When I’m worried and I can’t sleep
I count my blessings instead of sheep
and I fall asleep counting my blessings.
-Bing Crosby, White Christmas
The precious hours of the night devoted to sleep seem like a brain and body restoration elixir and (sometimes) a mythic resource for dreams big and small. But even for an appreciator of this nighttime pastime, disruptions occur. The mind wide-awake at 3AM is often not the engrossed mind, the happy mind, the contented mind. In fact, it can be a muddled and muddied wanderer, a clock-peeker, and quite glum. For solution oriented folks, search the term, “sleep hygiene” or consult a local specialist.
Here we divert to explorations of the mind itself. To start, it seems we have a naturally selected bias toward negativities, diurnal or nocturnal. After all, there is nothing like rumination over a sideways glance from the boss, a kerfuffle with the next-door neighbor, not to mention war, famine or economic collapse. We seem to be so effective at dwelling on real and imagined negativities; and not so good at long-lasting chews on positive events. Trouble is most of us share that bias toward the negative; a predisposition toward identifying threats and responding to them. In modernity, the good news is that immediate, actual threats are fewer (no saber-toothed tiger around the corner)…but imagined threats seem to proliferate these days. Somehow, we must change these self-defeating habits of mind.
In a theory of brain malleability, a Canadian Psychologist once observed connections between the brain and experience/behavior. Summed up poetically (mneumonically), this is some crucial reportage:
Neurons that fire together
Wire together.
Called neuroplasticity, our extraordinary cerebrum actually changes, rewires, with our experience-for worse or for better! Thus, the more negative we think and behave the better we get at that, but the more positively, the better we get at that too.
So what about the counsel of Der Bingle cited at the introduction? For some and at times, counting blessings may retrain an anxious mind into equanimous sleep, or at dawn, toward a positive start for the new day. But for many of us, more preparatory exertion is required. Why not invoke the gratitude practices of the Positive Psychologists? Write down “three good things” everyday or in some other form keep a gratitude journal-never on your phone, always handwritten, please.

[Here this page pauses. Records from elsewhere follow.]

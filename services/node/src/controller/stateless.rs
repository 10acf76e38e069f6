//! Stateless controller: one task per packet.

use std::sync::Arc;
use std::time::Duration;

use async_trait::async_trait;
use shoal_id::ActorId;
use tokio_util::task::TaskTracker;
use tracing::{debug, info, warn};

use super::{ActorMessage, DispatchOutcome, DropReason, EventController, PacketHandler, RoutingTable};
use crate::topology::RemoteNode;

/// How long shutdown waits for in-flight handlers.
const SHUTDOWN_GRACE: Duration = Duration::from_secs(5);

/// Handles each packet on its own task and replies with the handler's
/// result. Packets for the same actor may run concurrently.
pub struct StatelessController {
    routes: Arc<RoutingTable<dyn PacketHandler>>,
    tasks: TaskTracker,
}

impl StatelessController {
    pub fn new(routes: RoutingTable<dyn PacketHandler>) -> Self {
        Self {
            routes: Arc::new(routes),
            tasks: TaskTracker::new(),
        }
    }

    /// Handlers still running.
    pub fn in_flight(&self) -> usize {
        self.tasks.len()
    }
}

#[async_trait]
impl EventController for StatelessController {
    fn on_packet(&self, msg: ActorMessage) -> DispatchOutcome {
        let message_type = msg.message_type();
        let Some(handler) = self.routes.get(message_type).cloned() else {
            warn!(
                message_type = %message_type,
                peer = %msg.replier.peer(),
                "No handler for message type, dropping"
            );
            return DispatchOutcome::Dropped(DropReason::NoHandler(message_type));
        };

        self.tasks.spawn(async move {
            let request_key = msg.packet.request_key();
            match handler.handle(&msg).await {
                Ok(Some(payload)) => match msg.reply(payload) {
                    Ok(true) => debug!(message_type = %message_type, request_key = %request_key, "Reply queued"),
                    Ok(false) => debug!(message_type = %message_type, "Packet expects no reply, result discarded"),
                    Err(e) => warn!(message_type = %message_type, request_key = %request_key, error = %e, "Failed to queue reply"),
                },
                Ok(None) => {}
                Err(e) => warn!(
                    message_type = %message_type,
                    request_key = %request_key,
                    error = %e,
                    "Handler failed"
                ),
            }
        });

        DispatchOutcome::Dispatched
    }

    fn on_join(&self, node: &Arc<RemoteNode>) {
        debug!(node_id = %node.node_id(), group = %node.group(), "Peer available");
    }

    fn on_leave(&self, node: &Arc<RemoteNode>) {
        debug!(node_id = %node.node_id(), group = %node.group(), "Peer gone");
    }

    fn create_actor(&self, _actor_id: ActorId) -> bool {
        false
    }

    async fn shutdown(&self) {
        self.tasks.close();
        if tokio::time::timeout(SHUTDOWN_GRACE, self.tasks.wait()).await.is_err() {
            warn!(in_flight = self.tasks.len(), "Handlers still running at shutdown");
        } else {
            info!("Stateless controller drained");
        }
    }
}

#[cfg(test)]
mod tests {
    use super::*;
    use crate::controller::{HandlerResult, Replier};
    use crate::transport::{PacketSender, TransportError};
    use bytes::Bytes;
    use shoal_id::{NodeId, NodeIdentity, RequestKey};
    use shoal_wire::{InternalPacket, MessageType};
    use std::sync::Mutex;

    #[derive(Default)]
    struct Captured {
        sent: Mutex<Vec<(NodeIdentity, InternalPacket)>>,
    }

    impl PacketSender for Captured {
        fn send(&self, peer: &NodeIdentity, packet: InternalPacket) -> Result<(), TransportError> {
            self.sent.lock().unwrap().push((peer.clone(), packet));
            Ok(())
        }
    }

    fn echo(msg: &ActorMessage) -> HandlerResult {
        Ok(Some(msg.packet.payload.clone()))
    }

    fn message(sender: &Arc<Captured>, message_type: u32, key: u32) -> ActorMessage {
        let packet = InternalPacket::new(
            NodeId::new(10),
            MessageType::new(message_type),
            ActorId::new(1),
            Bytes::from_static(b"ping"),
        )
        .with_request_key(RequestKey::new(key));
        let sender: Arc<dyn PacketSender> = sender.clone();
        ActorMessage::new(packet, Replier::new(sender, NodeIdentity::from_bytes(&b"peer"[..])))
    }

    #[tokio::test]
    async fn test_handler_result_is_sent_as_reply() {
        let sender = Arc::new(Captured::default());
        let controller = StatelessController::new(
            RoutingTable::<dyn PacketHandler>::new().route(MessageType::new(1000), echo),
        );

        let outcome = controller.on_packet(message(&sender, 1000, 5));
        assert_eq!(outcome, DispatchOutcome::Dispatched);
        controller.shutdown().await;

        let sent = sender.sent.lock().unwrap();
        assert_eq!(sent.len(), 1);
        let (peer, reply) = &sent[0];
        assert_eq!(peer.as_bytes(), b"peer");
        assert!(reply.is_reply());
        assert_eq!(reply.request_key(), RequestKey::new(5));
        assert_eq!(reply.destination_node_id(), Some(NodeId::new(10)));
        assert_eq!(&reply.payload[..], b"ping");
    }

    #[tokio::test]
    async fn test_one_way_packet_gets_no_reply() {
        let sender = Arc::new(Captured::default());
        let controller = StatelessController::new(
            RoutingTable::<dyn PacketHandler>::new().route(MessageType::new(1000), echo),
        );

        controller.on_packet(message(&sender, 1000, 0));
        controller.shutdown().await;
        assert!(sender.sent.lock().unwrap().is_empty());
    }

    #[tokio::test]
    async fn test_unknown_type_is_dropped() {
        let sender = Arc::new(Captured::default());
        let controller = StatelessController::new(RoutingTable::<dyn PacketHandler>::new());

        let outcome = controller.on_packet(message(&sender, 4242, 1));
        assert_eq!(
            outcome,
            DispatchOutcome::Dropped(DropReason::NoHandler(MessageType::new(4242)))
        );
        assert!(!controller.create_actor(ActorId::new(1)));
        controller.shutdown().await;
        assert!(sender.sent.lock().unwrap().is_empty());
    }
}
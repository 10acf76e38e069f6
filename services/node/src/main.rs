//! shoal node
//!
//! Runs one cluster node with a stateless echo service on message type
//! 1000: every request is answered with its own payload.
//!
//! ## Lifecycle
//!
//! - Loads `SHOAL_*` configuration and connects the registry store
//! - Starts the node service (bind, join, heartbeat, reconciliation)
//! - Stops on ctrl-c or when the node is evicted from the registry

use std::sync::Arc;

use anyhow::Result;
use shoal_node::controller::{ActorMessage, HandlerResult, PacketHandler, RoutingTable, StatelessController};
use shoal_node::registry::connect_store;
use shoal_node::{NodeConfig, NodeService};
use shoal_wire::MessageType;
use tracing::{error, info};
use tracing_subscriber::{layer::SubscriberExt, util::SubscriberInitExt, EnvFilter};

/// Message type served by the echo handler.
const ECHO: MessageType = MessageType::FIRST_APPLICATION;

fn echo(msg: &ActorMessage) -> HandlerResult {
    Ok(Some(msg.packet.payload.clone()))
}

#[tokio::main]
async fn main() -> Result<()> {
    let config = NodeConfig::from_env()?;

    tracing_subscriber::registry()
        .with(EnvFilter::try_new(&config.log_level).unwrap_or_else(|_| "info".into()))
        .with(tracing_subscriber::fmt::layer().json())
        .init();

    info!(
        kind = %config.node_kind,
        api_name = %config.api_name,
        cluster = %config.cluster,
        port = config.port,
        "Starting shoal node"
    );

    let store = connect_store(&config.registry_url, &config.cluster).await?;
    let controller = Arc::new(StatelessController::new(
        RoutingTable::<dyn PacketHandler>::new().route(ECHO, echo),
    ));

    let node = NodeService::start(config, store, controller).await?;
    info!(
        node_id = %node.node_id(),
        address = %node.local_address(),
        "Node running"
    );

    let fatal = node.fatal_signal();
    tokio::select! {
        _ = tokio::signal::ctrl_c() => {
            info!("Received shutdown signal");
        }
        _ = fatal.cancelled() => {
            error!(node_id = %node.node_id(), "Fatal condition, shutting down");
        }
    }

    node.stop().await;

    info!("Node shutdown complete");
    Ok(())
}
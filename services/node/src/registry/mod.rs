//! Cluster registry client.
//!
//! The registry is a shared key-value collection keyed by node id. Each
//! entry holds a serialized [`ServerInfo`] and carries its own TTL, so one
//! node expiring never affects the visibility of another. A node stays
//! "live" only as long as it keeps refreshing its TTL.
//!
//! Backends implement [`RegistryStore`]:
//! - [`MemoryStore`]: in-process, tokio clock based; tests and single-host dev
//! - [`PostgresStore`]: shared table with per-row expiry
//!
//! The client holds no cached state. Errors propagate to the caller, which
//! decides the retry policy.

mod error;
mod memory;
mod postgres;

pub use error::RegistryError;
pub use memory::MemoryStore;
pub use postgres::PostgresStore;

use std::collections::HashSet;
use std::sync::Arc;
use std::time::Duration;

use async_trait::async_trait;
use shoal_id::NodeId;
use tracing::{debug, warn};

use crate::server_info::ServerInfo;

// =============================================================================
// Store Trait
// =============================================================================

/// Backing store of the registry collection.
///
/// Values are opaque strings. Every read only returns entries whose TTL has
/// not expired.
#[async_trait]
pub trait RegistryStore: Send + Sync + 'static {
    /// Writes an entry and sets its TTL.
    async fn put(&self, node_id: NodeId, value: String, ttl: Duration) -> Result<(), RegistryError>;

    /// Writes an entry, sets its TTL and reads all live entries, atomically.
    async fn put_and_read_all(
        &self,
        node_id: NodeId,
        value: String,
        ttl: Duration,
    ) -> Result<Vec<(NodeId, String)>, RegistryError>;

    /// Refreshes the TTL of a live entry without rewriting it.
    ///
    /// Returns false if the entry is missing or already expired.
    async fn touch(&self, node_id: NodeId, ttl: Duration) -> Result<bool, RegistryError>;

    /// Ids of all live entries.
    async fn live_ids(&self) -> Result<HashSet<NodeId>, RegistryError>;

    /// Reads one live entry.
    async fn get(&self, node_id: NodeId) -> Result<Option<String>, RegistryError>;

    /// Reads all live entries.
    async fn read_all(&self) -> Result<Vec<(NodeId, String)>, RegistryError>;

    /// Deletes an entry.
    async fn remove(&self, node_id: NodeId) -> Result<(), RegistryError>;
}

/// Opens the store named by a registry URL.
///
/// `memory://` yields a fresh [`MemoryStore`]; `postgres://` and
/// `postgresql://` connect a [`PostgresStore`] scoped to `cluster`.
pub async fn connect_store(url: &str, cluster: &str) -> Result<Arc<dyn RegistryStore>, RegistryError> {
    if url.starts_with("memory://") {
        return Ok(Arc::new(MemoryStore::new()));
    }

    if url.starts_with("postgres://") || url.starts_with("postgresql://") {
        let store = PostgresStore::connect(url, cluster).await?;
        return Ok(Arc::new(store));
    }

    Err(RegistryError::UnsupportedUrl(url.to_string()))
}

// =============================================================================
// Client
// =============================================================================

/// Typed client over a [`RegistryStore`].
#[derive(Clone)]
pub struct ClusterRegistry {
    store: Arc<dyn RegistryStore>,
}

impl ClusterRegistry {
    /// Create a registry client.
    pub fn new(store: Arc<dyn RegistryStore>) -> Self {
        Self { store }
    }

    /// Registers `info` and returns every other live node, in one atomic
    /// store operation.
    pub async fn register_and_get_others(
        &self,
        info: &ServerInfo,
        ttl: Duration,
    ) -> Result<Vec<ServerInfo>, RegistryError> {
        let value = serde_json::to_string(info)?;
        let entries = self
            .store
            .put_and_read_all(info.node_id, value, ttl)
            .await?;

        let others = decode_entries(entries)
            .into_iter()
            .filter(|other| other.node_id != info.node_id)
            .collect::<Vec<_>>();

        debug!(
            node_id = %info.node_id,
            others = others.len(),
            ttl_secs = ttl.as_secs(),
            "Registered and fetched live nodes"
        );

        Ok(others)
    }

    /// Registers `info` with the given TTL.
    pub async fn register_self(&self, info: &ServerInfo, ttl: Duration) -> Result<(), RegistryError> {
        let value = serde_json::to_string(info)?;
        self.store.put(info.node_id, value, ttl).await
    }

    /// Refreshes the TTL of a node entry.
    ///
    /// Returns false if the entry had already expired.
    pub async fn update_heartbeat(&self, node_id: NodeId, ttl: Duration) -> Result<bool, RegistryError> {
        self.store.touch(node_id, ttl).await
    }

    /// Ids of every node whose TTL has not expired.
    pub async fn live_node_ids(&self) -> Result<HashSet<NodeId>, RegistryError> {
        self.store.live_ids().await
    }

    /// Every live node except `exclude`.
    pub async fn other_live_nodes(&self, exclude: NodeId) -> Result<Vec<ServerInfo>, RegistryError> {
        let entries = self.store.read_all().await?;
        Ok(decode_entries(entries)
            .into_iter()
            .filter(|info| info.node_id != exclude)
            .collect())
    }

    /// Published info of one live node.
    pub async fn node_info(&self, node_id: NodeId) -> Result<Option<ServerInfo>, RegistryError> {
        match self.store.get(node_id).await? {
            Some(raw) => serde_json::from_str(&raw)
                .map(Some)
                .map_err(|source| RegistryError::Corrupt { node_id, source }),
            None => Ok(None),
        }
    }

    /// Removes a node entry.
    pub async fn unregister(&self, node_id: NodeId) -> Result<(), RegistryError> {
        self.store.remove(node_id).await
    }
}

/// Decodes entries, skipping (and logging) any that fail to parse.
fn decode_entries(entries: Vec<(NodeId, String)>) -> Vec<ServerInfo> {
    entries
        .into_iter()
        .filter_map(|(node_id, raw)| match serde_json::from_str::<ServerInfo>(&raw) {
            Ok(info) => Some(info),
            Err(e) => {
                warn!(node_id = %node_id, error = %e, "Skipping corrupt registry entry");
                None
            }
        })
        .collect()
}

// =============================================================================
// Tests
// =============================================================================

Identify blessings across the people, places and situations of everyday life. Don’t just name them; describe them in detail. Try making each blessing event-specific: not just a “friend” but a specific moment with a specific friend: the time they rescued you from a flat tire on a rain-soaked day, or whispered that your fly was down in a crowded room. Gratitudes that are event-specific carry remembrance impact. As we recall them, there may be a slight lifting of the mouth corners and cheeks (the levator anguli oris), a warming of extremities or a deepening of the breath. It is the body and specifically, the brain holding the blessing. Night or day, this is the potent mind medicine we need to displace our ruminations.
We all know that mastering golf swings and pickleball strokes takes practice. Likewise, Bridge, Go and (people say) The Campaign for North Africa require concerted effort and learning. Why would we expect changing the mind to require anything less?
Night or day, counting blessings could be a high yield exercise for the earnest practitioner. But don’t expect instant results from just watching White Christmas over the Holidays this year. Handwrite a paragraph on an event-specific blessing right now. And beware, your levator anguli oris might be showing!